Slide 1: What the Playing Field Looks Like Now
• Who are the competitors in this business, large and small, new and old?
• Who has what share globally, and in each market? Where do we fit in?
• What are the characteristics of this business? Is it a commodity, high value, or somewhere in
between? Is it long cycle or short? Where is it on the growth curve? What are the drivers of
profitability?
• What are the strengths and weaknesses of each competitor? How good are its products? How much
does each spend on R&D? How big is each sales force? How performance-driven is each culture?
• Who are this business’s main customers, and how do they buy?
Slide 2: What the Competition Has Been Up To
• What has each competitor done in the past year to change the playing field?

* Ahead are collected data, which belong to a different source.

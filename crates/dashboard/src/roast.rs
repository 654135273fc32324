use serde::Serialize;

#[derive(Debug, Clone, Copy, PartialEq, Eq, Serialize)]
#[serde(rename_all = "snake_case")]
pub enum ActivityStatus {
    Success,
    Info,
    Warning,
    Destructive,
}

#[must_use]
pub fn activity_status(days_since_update: i64) -> ActivityStatus {
    match days_since_update {
        days if days > 60 => ActivityStatus::Destructive,
        days if days > 30 => ActivityStatus::Warning,
        days if days > 14 => ActivityStatus::Info,
        _ => ActivityStatus::Success,
    }
}

/// One-liner shown on a dashboard card.
#[must_use]
pub fn card_roast(days_since_update: i64, progress: u8) -> &'static str {
    if days_since_update > 90 && progress < 30 {
        "This project is collecting more dust than your gym membership card."
    } else if days_since_update > 60 && progress < 50 {
        "Your project is aging like milk, not wine. Time to revive it!"
    } else if days_since_update > 30 && progress < 70 {
        "Another day, another excuse not to finish this project."
    } else if days_since_update > 14 {
        "Coffee's getting cold. Time to wake up and code!"
    } else {
        "You're on a roll! Don't stop now!"
    }
}

const SMALL_REPO_KB: u64 = 1000;
const MANY_OPEN_ISSUES: u64 = 5;

/// Paragraph used in the reminder email.
#[must_use]
pub fn email_roast(repo_name: &str, days_since_push: i64, size_kb: u64, open_issues: u64) -> String {
    let mut roast = if days_since_push > 30 {
        format!(
            "Your project \"{repo_name}\" hasn't seen a commit in {days_since_push} days! Even dinosaurs moved faster than your development pace. Is this a project or a digital fossil?"
        )
    } else if days_since_push > 14 {
        format!(
            "Two weeks without a commit to \"{repo_name}\"? Your code must be feeling neglected. Even house plants get more attention!"
        )
    } else if days_since_push > 7 {
        format!(
            "A week without touching \"{repo_name}\"? Your GitHub contribution graph is getting as empty as a developer's social calendar."
        )
    } else if days_since_push > 3 {
        format!(
            "{days_since_push} days since your last commit to \"{repo_name}\". At this rate, you'll finish just in time for the retirement party."
        )
    } else {
        format!(
            "Nice recent activity on \"{repo_name}\", but let's be honest - we both know it won't last. Prove me wrong!"
        )
    };

    if size_kb < SMALL_REPO_KB {
        roast.push_str(&format!(
            " And with only {size_kb}KB? That's not a project, that's a digital sticky note!"
        ));
    }

    if open_issues > MANY_OPEN_ISSUES {
        roast.push_str(&format!(
            " With {open_issues} open issues, you're collecting bugs like they're trading cards."
        ));
    }

    roast
}

#[must_use]
pub fn unavailable_roast(repo_name: &str) -> String {
    format!(
        "I tried to roast your project \"{repo_name}\", but it's so inactive even my roasting algorithm got bored looking at it."
    )
}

• Has anyone introduced game-changing new products, new technologies, or new distribution
channels?
• Are there any new entrants, and if so, what have they been up to in the past year?

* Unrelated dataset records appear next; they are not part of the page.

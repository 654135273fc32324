use std::fmt;
use std::sync::Arc;

use anyhow::{Context, Result};
use axum::middleware;
use axum::routing::{get, post, put};
use axum::Router;
use tower_sessions::cookie::SameSite;
use tower_sessions::SessionManagerLayer;
use tower_sessions_sqlx_store::SqliteStore;

use crate::config::DashboardConfig;
use crate::db::DbClient;
use crate::github::{GitHubClient, RepositoryFetcher};
use crate::reminders::{Mailer, ReminderRunner, ReminderScheduler, ResendMailer};
use crate::request_logging::log_request;

mod api_types;
mod auth;
mod oauth;
mod projects;
mod reminders;
mod repositories;
mod users;

pub use oauth::OAuthService;

#[derive(Clone)]
pub struct AppState {
    pub db: DbClient,
    pub fetcher: Arc<dyn RepositoryFetcher>,
    pub reminders: Arc<ReminderRunner>,
    pub oauth: Arc<OAuthService>,
    pub cron_secret: Option<String>,
}

impl fmt::Debug for AppState {
    fn fmt(&self, formatter: &mut fmt::Formatter<'_>) -> fmt::Result {
        formatter
            .debug_struct("AppState")
            .field("db", &self.db)
            .field("reminders", &self.reminders)
            .field("oauth", &self.oauth)
            .field("cron_secret", &self.cron_secret.as_ref().map(|_| "***"))
            .finish_non_exhaustive()
    }
}

/// Collaborators shared by the HTTP server and the one-shot reminder command.
pub struct Services {
    pub db: DbClient,
    pub fetcher: Arc<dyn RepositoryFetcher>,
    pub runner: Arc<ReminderRunner>,
}

impl Services {
    /// # Errors
    /// Returns an error if the database or an HTTP client cannot be set up.
    pub async fn from_config(config: &DashboardConfig) -> Result<Self> {
        let db = DbClient::initialize(&config.database_path()).await?;
        let fetcher: Arc<dyn RepositoryFetcher> = Arc::new(GitHubClient::new(
            &config.github_api_base_url(),
            config.github_api_token(),
        )?);
        let mailer: Arc<dyn Mailer> = Arc::new(ResendMailer::from_config(config)?);
        let runner = Arc::new(ReminderRunner::new(
            db.clone(),
            fetcher.clone(),
            mailer,
            config.mail_from_address(),
            config.public_base_url(),
        ));

        Ok(Self {
            db,
            fetcher,
            runner,
        })
    }
}

pub(crate) fn api_routes() -> Router<AppState> {
    Router::new()
        .route("/api/auth/github/start", get(oauth::github_start))
        .route("/api/auth/github/callback", get(oauth::github_callback))
        .route("/api/auth/logout", post(auth::auth_logout))
        .route("/api/auth/session", get(auth::auth_session))
        .route("/api/user/email", post(users::set_email))
        .route("/api/repositories", get(repositories::list_repositories))
        .route("/api/projects/:id/progress", put(projects::update_progress))
        .route(
            "/api/projects/:id/reminder/toggle",
            post(projects::toggle_reminder),
        )
        .route(
            "/api/reminder/send-email",
            get(reminders::send_reminder_emails).post(reminders::send_reminder_emails),
        )
        .route_layer(middleware::from_fn(log_request))
}

/// # Errors
/// Returns an error if the session table cannot be migrated.
pub async fn build_app(state: AppState, secure_cookies: bool) -> Result<Router> {
    let session_store = SqliteStore::new(state.db.pool());
    session_store
        .migrate()
        .await
        .context("failed to migrate session store")?;

    let session_layer = SessionManagerLayer::new(session_store)
        .with_secure(secure_cookies)
        .with_same_site(SameSite::Lax);

    Ok(api_routes().layer(session_layer).with_state(state))
}

/// # Errors
/// Returns an error if startup fails or the listener stops with an error.
pub async fn run(config: &DashboardConfig) -> Result<()> {
    let services = Services::from_config(config).await?;

    if config.reminders_enabled() {
        ReminderScheduler::new(services.runner.clone(), config.reminder_interval()).spawn();
    } else {
        tracing::info!("reminder scheduler disabled");
    }

    let oauth = OAuthService::from_config(config)?;
    if !oauth.is_configured() {
        tracing::warn!("GitHub OAuth client is not configured; sign-in is unavailable");
    }

    let state = AppState {
        db: services.db,
        fetcher: services.fetcher,
        reminders: services.runner,
        oauth: Arc::new(oauth),
        cron_secret: config.cron_secret(),
    };

    let public_base_url = config.public_base_url();
    let app = build_app(state, public_base_url.starts_with("https://")).await?;

    let bind_address = config.bind_address();
    let listener = tokio::net::TcpListener::bind(&bind_address)
        .await
        .with_context(|| format!("failed to bind {bind_address}"))?;

    tracing::info!(
        database = %config.database_path(),
        bind = %bind_address,
        public_base_url = %public_base_url,
        "dashboard listening"
    );

    axum::serve(listener, app).await?;
    Ok(())
}
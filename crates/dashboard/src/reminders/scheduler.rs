use std::sync::Arc;
use std::time::Duration;

use chrono::Utc;
use tokio::task::JoinHandle;
use tokio::time::{interval_at, Instant, MissedTickBehavior};

use super::ReminderRunner;

const MAX_PERIOD: Duration = Duration::from_secs(365 * 24 * 60 * 60);

/// Runs the reminder batch on a fixed period. The first run happens one full
/// period after `spawn`, never at startup.
#[derive(Clone, Debug)]
pub struct ReminderScheduler {
    runner: Arc<ReminderRunner>,
    period: Duration,
}

impl ReminderScheduler {
    /// `period` is clamped to between one millisecond and one year.
    #[must_use]
    pub fn new(runner: Arc<ReminderRunner>, period: Duration) -> Self {
        Self {
            runner,
            period: period.clamp(Duration::from_millis(1), MAX_PERIOD),
        }
    }

    pub fn spawn(self) -> JoinHandle<()> {
        tokio::spawn(async move {
            let start = Instant::now()
                .checked_add(self.period)
                .unwrap_or_else(Instant::now);
            let mut interval = interval_at(start, self.period);
            interval.set_missed_tick_behavior(MissedTickBehavior::Delay);

            tracing::info!(
                period_hours = self.period.as_secs() / 3600,
                "reminder scheduler started"
            );

            loop {
                interval.tick().await;

                match self.runner.run(Utc::now()).await {
                    Ok(summary) => tracing::info!(
                        total = summary.total_emails,
                        sent = summary.success_count,
                        failed = summary.failure_count,
                        "scheduled reminder run finished"
                    ),
                    Err(error) => {
                        tracing::error!(error = %format!("{error:#}"), "scheduled reminder run failed");
                    }
                }
            }
        })
    }
}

Slide 3: What You’ve Been Up To
• What have you done in the past year to change the competitive playing field?
• Have you bought a company, introduced a new product, stolen a competitor’s key salesperson, or
licensed a new technology from a startup?
• Have you lost any competitive advantages that you once had – a great salesperson, a special
product, a proprietary technology?
Slide 4: What’s Around the Corner?
• What scares you most in the year ahead – what are one or two things a competitor could do to nail
you?
• What new products or technologies could your competitors launch that might change the game?
• What M&A deals made by a competitor would knock you off your feet?
Slide 5: What’s Your Winning Move?
• What can you do to change the playing field – is it an acquisition, a new product, globalization?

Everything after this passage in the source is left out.